**Your task**
Please reproduce the final stretch of the listing below: the line that contains "a recognizable image." and all lines after it, verbatim, with nothing else.

**Data supplied**

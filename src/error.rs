use thiserror::Error;

/// Library error type for viewer operations.
#[derive(Debug, Error)]
pub enum Error {
    /// A viewer was constructed without an attach point.
    #[error("viewer requires a mount point")]
    MissingMount,

    /// Transport-level failure talking to the items endpoint.
    #[error(transparent)]
    Http(#[from] reqwest::Error),

    /// The items endpoint answered with a non-success status.
    #[error("{method} {url} returned {status}")]
    Status {
        method: &'static str,
        url: String,
        status: u16,
    },

    /// The configured items endpoint is not a usable base URL.
    #[error("invalid items endpoint: {0}")]
    InvalidEndpoint(String),

    /// Underlying IO error.
    #[error(transparent)]
    Io(#[from] std::io::Error),

    /// A file offered to the add flow is not a recognizable image.
    #[error("unsupported asset: {0}")]
    UnsupportedAsset(String),
}

pub type Result<T, E = Error> = std::result::Result<T, E>;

**Your response**
    /// A file offered to the add flow is not a recognizable image.
    #[error("unsupported asset: {0}")]
    UnsupportedAsset(String),
}

pub type Result<T, E = Error> = std::result::Result<T, E>;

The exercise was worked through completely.